Task instructions:
Only one stretch of the records below is wanted: the lines from the one holding "else if config.camera_requires_flush_pulse" through the one holding "source quit first.". Return it exactly, both ends included.

Saved data entries:
────────────────────────────────────────

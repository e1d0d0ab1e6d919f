// SPDX-License-Identifier: Apache-2.0
// Copyright (c) 2025 Au-Zone Technologies. All Rights Reserved.

#![allow(dead_code)]

use ballcam::{
    error::DeviceError,
    event::{
        Metadata, NotificationEvent, StreamFlags, StreamId, StreamLayout, MOTION_DETECT_RESULT,
    },
    source::{BufferAccess, Clock, FrameRequest, NotificationSource, RunFlag, ScopedBuffer},
    video::{EncodeError, EncoderSink},
};
use std::{cell::Cell, collections::VecDeque, rc::Rc, time::Duration};

pub const WIDTH: u32 = 4;
pub const HEIGHT: u32 = 3;
pub const STRIDE: usize = 16;

pub fn layout() -> StreamLayout {
    StreamLayout {
        height: HEIGHT,
        width: WIDTH,
        stride: STRIDE,
    }
}

/// Padded frame whose pixel bytes are derived from `id`.
pub fn frame_bytes(id: u8) -> Vec<u8> {
    let layout = layout();
    let mut buf = vec![0xFF; layout.stride * layout.height as usize];
    for (y, row) in buf.chunks_mut(layout.stride).enumerate() {
        for (i, b) in row[..layout.row_bytes()].iter_mut().enumerate() {
            *b = id.wrapping_mul(31).wrapping_add((y * 12 + i) as u8);
        }
    }
    buf
}

/// The packed pixels a materialized copy of `frame_bytes(id)` must hold.
pub fn packed_pixels(id: u8) -> Vec<u8> {
    let layout = layout();
    frame_bytes(id)
        .chunks(layout.stride)
        .flat_map(|row| row[..layout.row_bytes()].to_vec())
        .collect()
}

/// Test clock moved forward by the scripted source.
#[derive(Clone, Default)]
pub struct ManualClock(Rc<Cell<Duration>>);

impl ManualClock {
    pub fn set_ms(&self, ms: u64) {
        self.0.set(Duration::from_millis(ms));
    }
}

impl Clock for ManualClock {
    fn now(&self) -> Duration {
        self.0.get()
    }
}

#[derive(Clone, Copy, Debug, PartialEq, Eq)]
pub enum Call {
    Open,
    Configure(StreamFlags),
    Start,
    Stop,
}

pub struct ScriptedFrame {
    pub at_ms: u64,
    pub id: u8,
    pub metadata: Metadata,
    pub streams: Vec<StreamId>,
}

pub enum Scripted {
    Frame(ScriptedFrame),
    Timeout,
    Quit,
    Unrecognized(u32),
}

/// Frame carrying viewfinder, still and video buffers, delivered at `at_ms`.
pub fn frame(at_ms: u64, id: u8) -> Scripted {
    Scripted::Frame(ScriptedFrame {
        at_ms,
        id,
        metadata: Metadata::new(),
        streams: vec![StreamId::Viewfinder, StreamId::Still, StreamId::Video],
    })
}

pub fn motion_frame(id: u8, motion: Option<bool>) -> Scripted {
    let mut metadata = Metadata::new().with("sequence", id as i64);
    if let Some(m) = motion {
        metadata.set(MOTION_DETECT_RESULT, m);
    }
    Scripted::Frame(ScriptedFrame {
        at_ms: id as u64 * 33,
        id,
        metadata,
        streams: vec![StreamId::Video],
    })
}

pub fn bare_frame(at_ms: u64, id: u8) -> Scripted {
    Scripted::Frame(ScriptedFrame {
        at_ms,
        id,
        metadata: Metadata::new(),
        streams: vec![],
    })
}

pub struct ScriptedRequest {
    pub id: u8,
    timestamp_us: i64,
    metadata: Metadata,
    buffers: Vec<(StreamId, Vec<u8>)>,
    acquired: Rc<Cell<usize>>,
    released: Rc<Cell<usize>>,
}

impl BufferAccess for ScriptedRequest {
    fn acquire_scoped_read(&self, stream: StreamId) -> Option<ScopedBuffer<'_>> {
        let (_, data) = self.buffers.iter().find(|(s, _)| *s == stream)?;
        self.acquired.set(self.acquired.get() + 1);
        let released = &self.released;
        Some(ScopedBuffer::with_release(data, move || {
            released.set(released.get() + 1);
        }))
    }
}

impl FrameRequest for ScriptedRequest {
    fn metadata(&self) -> &Metadata {
        &self.metadata
    }

    fn timestamp_us(&self) -> i64 {
        self.timestamp_us
    }
}

/// Notification source replaying a fixed script. Once the script runs out
/// it reports `Quit`.
pub struct ScriptedSource {
    script: VecDeque<Scripted>,
    clock: ManualClock,
    available: StreamFlags,
    configured: StreamFlags,
    pub calls: Vec<Call>,
    pub delivered: usize,
    pub acquired: Rc<Cell<usize>>,
    pub released: Rc<Cell<usize>>,
    shutdown_after: Option<(usize, RunFlag)>,
}

impl ScriptedSource {
    pub fn new(clock: ManualClock, script: Vec<Scripted>) -> Self {
        Self {
            script: script.into(),
            clock,
            available: StreamFlags::VIEWFINDER | StreamFlags::STILL | StreamFlags::VIDEO,
            configured: StreamFlags::NONE,
            calls: Vec::new(),
            delivered: 0,
            acquired: Rc::new(Cell::new(0)),
            released: Rc::new(Cell::new(0)),
            shutdown_after: None,
        }
    }

    pub fn with_available(mut self, available: StreamFlags) -> Self {
        self.available = available;
        self
    }

    /// Clears `flag` once `events` events have been delivered.
    pub fn shutdown_after(mut self, events: usize, flag: RunFlag) -> Self {
        self.shutdown_after = Some((events, flag));
        self
    }

    pub fn remaining(&self) -> usize {
        self.script.len()
    }

    pub fn count(&self, call: Call) -> usize {
        self.calls.iter().filter(|c| **c == call).count()
    }

    pub fn last_call(&self) -> Option<Call> {
        self.calls.last().copied()
    }
}

impl NotificationSource for ScriptedSource {
    type Request = ScriptedRequest;

    fn open(&mut self) -> Result<(), DeviceError> {
        self.calls.push(Call::Open);
        Ok(())
    }

    fn configure(&mut self, streams: StreamFlags) -> Result<(), DeviceError> {
        self.calls.push(Call::Configure(streams));
        self.configured = StreamFlags::NONE;
        for s in [StreamId::Viewfinder, StreamId::Still, StreamId::Video] {
            if streams.has(s) && self.available.has(s) {
                self.configured = self.configured | StreamFlags::from(s);
            }
        }
        Ok(())
    }

    fn start(&mut self) -> Result<(), DeviceError> {
        self.calls.push(Call::Start);
        Ok(())
    }

    fn stop(&mut self) -> Result<(), DeviceError> {
        self.calls.push(Call::Stop);
        Ok(())
    }

    fn wait(&mut self) -> NotificationEvent<ScriptedRequest> {
        let Some(next) = self.script.pop_front() else {
            return NotificationEvent::Quit;
        };
        self.delivered += 1;
        if let Some((events, flag)) = &self.shutdown_after {
            if self.delivered >= *events {
                flag.shutdown();
            }
        }

        match next {
            Scripted::Timeout => NotificationEvent::Timeout,
            Scripted::Quit => NotificationEvent::Quit,
            Scripted::Unrecognized(code) => NotificationEvent::Unrecognized(code),
            Scripted::Frame(f) => {
                self.clock.set_ms(f.at_ms);
                let data = frame_bytes(f.id);
                NotificationEvent::FrameReady(ScriptedRequest {
                    id: f.id,
                    timestamp_us: f.at_ms as i64 * 1000,
                    metadata: f.metadata,
                    buffers: f.streams.into_iter().map(|s| (s, data.clone())).collect(),
                    acquired: self.acquired.clone(),
                    released: self.released.clone(),
                })
            }
        }
    }

    fn stream_info(&self, stream: StreamId) -> Option<StreamLayout> {
        self.configured.has(stream).then(layout)
    }
}

/// Encoder that records what it was asked to do.
#[derive(Default)]
pub struct RecordingEncoder {
    pub starts: usize,
    pub stops: usize,
    pub frames: Vec<(i64, Vec<u8>)>,
    pub metadata: Vec<Metadata>,
}

impl EncoderSink for RecordingEncoder {
    fn start(&mut self) -> Result<(), EncodeError> {
        self.starts += 1;
        Ok(())
    }

    fn stop(&mut self) -> Result<(), EncodeError> {
        self.stops += 1;
        Ok(())
    }

    fn encode(
        &mut self,
        frame: &ScopedBuffer<'_>,
        _layout: &StreamLayout,
        timestamp_us: i64,
    ) -> Result<(), EncodeError> {
        self.frames.push((timestamp_us, frame.as_slice().to_vec()));
        Ok(())
    }

    fn metadata(&mut self, metadata: &Metadata) -> Result<(), EncodeError> {
        self.metadata.push(metadata.clone());
        Ok(())
    }
}
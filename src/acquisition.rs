// SPDX-License-Identifier: Apache-2.0
// Copyright (c) 2025 Au-Zone Technologies. All Rights Reserved.

//! Externally triggered acquisition state machine.
//!
//! The strobe camera receives a burst of priming trigger pulses before the
//! sensor has settled. The machine absorbs them for `quiesce_time`, then,
//! depending on configuration, captures a pre-strobe reference frame and
//! finally captures the strobe-lit frame that becomes the result.
//!
//! ```text
//! WaitFirstPrimingGroup -> WaitFirstPrimingEnd --(quiesced)--+
//!   +-- pre-image ------> WaitPreImageTrigger -> WaitPreImageFlush -> WaitFinalTrigger
//!   +-- flush pulse ----> WaitFinalTrigger -> WaitFinalFlush
//!   +-- otherwise ------> WaitFinalFlush -> FinalReceived
//! ```
//!
//! [`transition`] is the pure table; [`TriggeredAcquisition`] drives it from
//! a [`NotificationSource`] and performs the buffer side effects.

use crate::{
    error::{AcquisitionError, ImageError},
    event::{NotificationEvent, StreamFlags, StreamId},
    image::{materialize_stream, MaterializedImage},
    source::{restart_capture, stop_quietly, BufferAccess, Clock, NotificationSource, RunFlag},
};
use serde::{Deserialize, Deserializer};
use std::{fmt, time::Duration};
use thiserror::Error;
use tracing::{debug, error, info, info_span, warn};

/// Default time spent absorbing priming pulses.
pub const DEFAULT_QUIESCE_TIME: Duration = Duration::from_millis(2000);

#[derive(Clone, Copy, Debug, PartialEq, Eq, Hash)]
pub enum AcquisitionState {
    Uninitialized,
    WaitFirstPrimingGroup,
    WaitFirstPrimingEnd,
    WaitPreImageTrigger,
    WaitPreImageFlush,
    /// Dormant: no configuration routes here yet.
    WaitSecondPrimingGroup,
    /// Dormant: no configuration routes here yet.
    WaitSecondPrimingEnd,
    WaitFinalTrigger,
    WaitFinalFlush,
    FinalReceived,
}

impl AcquisitionState {
    pub const ALL: [AcquisitionState; 10] = [
        AcquisitionState::Uninitialized,
        AcquisitionState::WaitFirstPrimingGroup,
        AcquisitionState::WaitFirstPrimingEnd,
        AcquisitionState::WaitPreImageTrigger,
        AcquisitionState::WaitPreImageFlush,
        AcquisitionState::WaitSecondPrimingGroup,
        AcquisitionState::WaitSecondPrimingEnd,
        AcquisitionState::WaitFinalTrigger,
        AcquisitionState::WaitFinalFlush,
        AcquisitionState::FinalReceived,
    ];

    pub const INITIAL: AcquisitionState = AcquisitionState::WaitFirstPrimingGroup;

    pub fn is_terminal(self) -> bool {
        self == AcquisitionState::FinalReceived
    }
}

impl fmt::Display for AcquisitionState {
    fn fmt(&self, f: &mut fmt::Formatter) -> fmt::Result {
        fmt::Debug::fmt(self, f)
    }
}

/// Read-only acquisition settings.
#[derive(Clone, Debug, PartialEq, Deserialize)]
#[serde(default)]
pub struct AcquisitionConfig {
    /// Capture a pre-strobe reference frame before the final frame.
    pub use_pre_image_subtraction: bool,
    /// The camera needs an extra pulse to latch the final frame.
    pub camera_requires_flush_pulse: bool,
    #[serde(rename = "quiesce_time_ms", deserialize_with = "duration_from_ms")]
    pub quiesce_time: Duration,
    /// Stream that pre-images and the final image are copied from.
    pub capture_stream: StreamId,
}

impl Default for AcquisitionConfig {
    fn default() -> Self {
        Self {
            use_pre_image_subtraction: false,
            camera_requires_flush_pulse: false,
            quiesce_time: DEFAULT_QUIESCE_TIME,
            capture_stream: StreamId::Viewfinder,
        }
    }
}

fn duration_from_ms<'de, D: Deserializer<'de>>(d: D) -> Result<Duration, D::Error> {
    u64::deserialize(d).map(Duration::from_millis)
}

/// Facts about the current event that the table depends on.
#[derive(Clone, Copy, Debug, PartialEq, Eq)]
pub struct TriggerInput {
    pub viewfinder_present: bool,
}

/// Buffer work attached to a transition.
#[derive(Clone, Copy, Debug, PartialEq, Eq)]
pub enum Effect {
    None,
    /// Copy the frame and hand it to the pre-image sink.
    MaterializePreImage,
    /// Stop capture, copy the frame and finish the run.
    MaterializeFinal,
}

/// Why a triggered run ended without an image.
#[derive(Error, Clone, Debug, PartialEq, Eq)]
pub enum AbortReason {
    #[error("shutdown requested")]
    Shutdown,
    #[error("viewfinder stream is not present")]
    MissingViewfinder,
    #[error("{0} stream is not configured")]
    MissingStream(StreamId),
    #[error("request has no {0} buffer")]
    MissingBuffer(StreamId),
    #[error("trigger arrived in {0} state")]
    InvalidReentry(AcquisitionState),
    #[error("image copy failed: {0}")]
    Materialize(String),
}

impl From<ImageError> for AbortReason {
    fn from(e: ImageError) -> Self {
        match e {
            ImageError::MissingBuffer(stream) => AbortReason::MissingBuffer(stream),
            e => AbortReason::Materialize(e.to_string()),
        }
    }
}

#[derive(Clone, Debug, PartialEq, Eq)]
pub enum Transition {
    Advance {
        next: AcquisitionState,
        effect: Effect,
    },
    Abort(AbortReason),
}

impl Transition {
    fn to(next: AcquisitionState) -> Self {
        Transition::Advance {
            next,
            effect: Effect::None,
        }
    }
}

/// The transition table, applied to one `FrameReady` event.
///
/// `elapsed` is the time since `state` was entered. Every state has exactly
/// one outcome for a given input; `Uninitialized` and `FinalReceived` always
/// abort since a trigger there is stale or duplicated.
pub fn transition(
    state: AcquisitionState,
    input: TriggerInput,
    elapsed: Duration,
    config: &AcquisitionConfig,
) -> Transition {
    use AcquisitionState::*;

    match state {
        Uninitialized | FinalReceived => Transition::Abort(AbortReason::InvalidReentry(state)),
        WaitFirstPrimingGroup => Transition::to(WaitFirstPrimingEnd),
        WaitFirstPrimingEnd => {
            if elapsed < config.quiesce_time {
                Transition::to(WaitFirstPrimingEnd)
            } else if config.use_pre_image_subtraction {
                Transition::to(WaitPreImageTrigger)
            } else if config.camera_requires_flush_pulse {
                Transition::to(WaitFinalTrigger)
            } else {
                Transition::to(WaitFinalFlush)
            }
        }
        WaitPreImageTrigger => {
            if input.viewfinder_present {
                Transition::to(WaitPreImageFlush)
            } else {
                Transition::Abort(AbortReason::MissingViewfinder)
            }
        }
        WaitPreImageFlush => Transition::Advance {
            next: WaitFinalTrigger,
            effect: Effect::MaterializePreImage,
        },
        WaitSecondPrimingGroup => Transition::to(WaitSecondPrimingEnd),
        WaitSecondPrimingEnd => {
            if elapsed < config.quiesce_time / 2 {
                Transition::to(WaitSecondPrimingEnd)
            } else {
                Transition::to(WaitFinalTrigger)
            }
        }
        WaitFinalTrigger => Transition::to(WaitFinalFlush),
        WaitFinalFlush => Transition::Advance {
            next: FinalReceived,
            effect: Effect::MaterializeFinal,
        },
    }
}

/// Receiver of the pre-strobe reference frame.
pub trait PreImageSink {
    fn on_pre_image_captured(&mut self, image: MaterializedImage);
}

impl<F: FnMut(MaterializedImage)> PreImageSink for F {
    fn on_pre_image_captured(&mut self, image: MaterializedImage) {
        self(image)
    }
}

/// Result of a triggered run.
#[derive(Debug)]
pub enum AcquisitionOutcome {
    /// The final frame was captured.
    Captured(MaterializedImage),
    /// The source quit first. Reported as a success that carries no image,
    /// so callers must check [`AcquisitionOutcome::image`].
    Quit { state: AcquisitionState },
    Aborted(AbortReason),
}

impl AcquisitionOutcome {
    pub fn success(&self) -> bool {
        !matches!(self, AcquisitionOutcome::Aborted(_))
    }

    pub fn image(&self) -> Option<&MaterializedImage> {
        match self {
            AcquisitionOutcome::Captured(img) => Some(img),
            _ => None,
        }
    }

    pub fn into_image(self) -> Option<MaterializedImage> {
        match self {
            AcquisitionOutcome::Captured(img) => Some(img),
            _ => None,
        }
    }

    pub fn abort_reason(&self) -> Option<&AbortReason> {
        match self {
            AcquisitionOutcome::Aborted(reason) => Some(reason),
            _ => None,
        }
    }
}

/// Drives [`transition`] from a notification source.
pub struct TriggeredAcquisition<C: Clock> {
    config: AcquisitionConfig,
    clock: C,
    state: AcquisitionState,
    entered_at: Duration,
    triggers: u64,
}

impl<C: Clock> TriggeredAcquisition<C> {
    pub fn new(config: AcquisitionConfig, clock: C) -> Self {
        let entered_at = clock.now();
        Self {
            config,
            clock,
            state: AcquisitionState::INITIAL,
            entered_at,
            triggers: 0,
        }
    }

    pub fn state(&self) -> AcquisitionState {
        self.state
    }

    pub fn config(&self) -> &AcquisitionConfig {
        &self.config
    }

    /// Number of `FrameReady` events processed so far.
    pub fn triggers(&self) -> u64 {
        self.triggers
    }

    /// Time since the current state was entered.
    pub fn elapsed(&self) -> Duration {
        self.clock.now().saturating_sub(self.entered_at)
    }

    /// Applies one trigger without touching any buffer and commits the
    /// resulting state. Effects are returned for the caller to perform.
    pub fn step(&mut self, input: TriggerInput) -> Transition {
        let t = self.plan(input);
        if let Transition::Advance { next, .. } = t {
            self.enter(next);
        }
        t
    }

    fn plan(&self, input: TriggerInput) -> Transition {
        transition(self.state, input, self.elapsed(), &self.config)
    }

    fn reset(&mut self) {
        if self.state != AcquisitionState::INITIAL {
            debug!(from = %self.state, "resetting acquisition state");
        }
        self.state = AcquisitionState::INITIAL;
        self.entered_at = self.clock.now();
        self.triggers = 0;
    }

    // Entry time only moves on a real state change so self-loops keep
    // measuring from the original entry.
    fn enter(&mut self, next: AcquisitionState) {
        if next != self.state {
            debug!(
                from = %self.state,
                to = %next,
                elapsed_ms = self.elapsed().as_millis() as u64,
                "state transition"
            );
            self.state = next;
            self.entered_at = self.clock.now();
        }
    }

    /// Runs the protocol to completion.
    ///
    /// Every run starts from [`AcquisitionState::INITIAL`], whatever an
    /// earlier run on this instance left behind. Opens, configures and
    /// starts the camera, then consumes events until the final frame is
    /// captured, the source quits, the run flag clears, or a precondition
    /// fails. The camera is stopped on every exit except `Quit`.
    pub fn run<S, P>(
        &mut self,
        source: &mut S,
        pre_image_sink: &mut P,
        run_flag: &RunFlag,
    ) -> Result<AcquisitionOutcome, AcquisitionError>
    where
        S: NotificationSource,
        P: PreImageSink + ?Sized,
    {
        let _span = info_span!("triggered_acquisition").entered();
        self.reset();

        source.open()?;
        let streams = StreamFlags::from(self.config.capture_stream);
        source.configure(streams)?;
        source.start()?;
        info!(
            pre_image = self.config.use_pre_image_subtraction,
            flush_pulse = self.config.camera_requires_flush_pulse,
            quiesce_ms = self.config.quiesce_time.as_millis() as u64,
            "waiting for trigger"
        );

        loop {
            if !run_flag.is_running() {
                info!(state = %self.state, "shutdown requested, stopping acquisition");
                stop_quietly(source);
                return Ok(AcquisitionOutcome::Aborted(AbortReason::Shutdown));
            }

            let request = match source.wait() {
                NotificationEvent::FrameReady(request) => request,
                NotificationEvent::Timeout => {
                    warn!(state = %self.state, "camera timed out, restarting capture");
                    restart_capture(source)?;
                    continue;
                }
                NotificationEvent::Quit => {
                    info!(state = %self.state, "quit received");
                    return Ok(AcquisitionOutcome::Quit { state: self.state });
                }
                NotificationEvent::Unrecognized(code) => {
                    error!(code, state = %self.state, "unrecognised event type");
                    stop_quietly(source);
                    return Err(AcquisitionError::UnrecognizedEvent(code));
                }
            };

            self.triggers += 1;
            let input = TriggerInput {
                viewfinder_present: source.viewfinder_stream_present(),
            };

            let (next, effect) = match self.plan(input) {
                Transition::Advance { next, effect } => (next, effect),
                Transition::Abort(reason) => {
                    warn!(state = %self.state, "acquisition aborted: {reason}");
                    drop(request);
                    stop_quietly(source);
                    return Ok(AcquisitionOutcome::Aborted(reason));
                }
            };

            match effect {
                Effect::None => self.enter(next),
                Effect::MaterializePreImage => match self.capture(source, &request) {
                    Ok(image) => {
                        info!("pre-image captured: {image}");
                        drop(request);
                        pre_image_sink.on_pre_image_captured(image);
                        self.enter(next);
                    }
                    Err(reason) => {
                        warn!("pre-image capture failed: {reason}");
                        drop(request);
                        stop_quietly(source);
                        return Ok(AcquisitionOutcome::Aborted(reason));
                    }
                },
                Effect::MaterializeFinal => {
                    stop_quietly(source);
                    let result = self.capture(source, &request);
                    drop(request);
                    return Ok(match result {
                        Ok(image) => {
                            self.enter(next);
                            info!(triggers = self.triggers, "final image captured: {image}");
                            AcquisitionOutcome::Captured(image)
                        }
                        Err(reason) => {
                            warn!("final image capture failed: {reason}");
                            AcquisitionOutcome::Aborted(reason)
                        }
                    });
                }
            }
        }
    }

    fn capture<S, R>(&self, source: &S, request: &R) -> Result<MaterializedImage, AbortReason>
    where
        S: NotificationSource,
        R: BufferAccess,
    {
        let stream = self.config.capture_stream;
        let layout = source
            .stream_info(stream)
            .ok_or(AbortReason::MissingStream(stream))?;
        let image = materialize_stream(request, stream, &layout)?;
        Ok(image)
    }
}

────────────────────────────────────────

Answer section:
            } else if config.camera_requires_flush_pulse {
                Transition::to(WaitFinalTrigger)
            } else {
                Transition::to(WaitFinalFlush)
            }
        }
        WaitPreImageTrigger => {
            if input.viewfinder_present {
                Transition::to(WaitPreImageFlush)
            } else {
                Transition::Abort(AbortReason::MissingViewfinder)
            }
        }
        WaitPreImageFlush => Transition::Advance {
            next: WaitFinalTrigger,
            effect: Effect::MaterializePreImage,
        },
        WaitSecondPrimingGroup => Transition::to(WaitSecondPrimingEnd),
        WaitSecondPrimingEnd => {
            if elapsed < config.quiesce_time / 2 {
                Transition::to(WaitSecondPrimingEnd)
            } else {
                Transition::to(WaitFinalTrigger)
            }
        }
        WaitFinalTrigger => Transition::to(WaitFinalFlush),
        WaitFinalFlush => Transition::Advance {
            next: FinalReceived,
            effect: Effect::MaterializeFinal,
        },
    }
}

/// Receiver of the pre-strobe reference frame.
pub trait PreImageSink {
    fn on_pre_image_captured(&mut self, image: MaterializedImage);
}

impl<F: FnMut(MaterializedImage)> PreImageSink for F {
    fn on_pre_image_captured(&mut self, image: MaterializedImage) {
        self(image)
    }
}

/// Result of a triggered run.
#[derive(Debug)]
pub enum AcquisitionOutcome {
    /// The final frame was captured.
    Captured(MaterializedImage),
    /// The source quit first. Reported as a success that carries no image,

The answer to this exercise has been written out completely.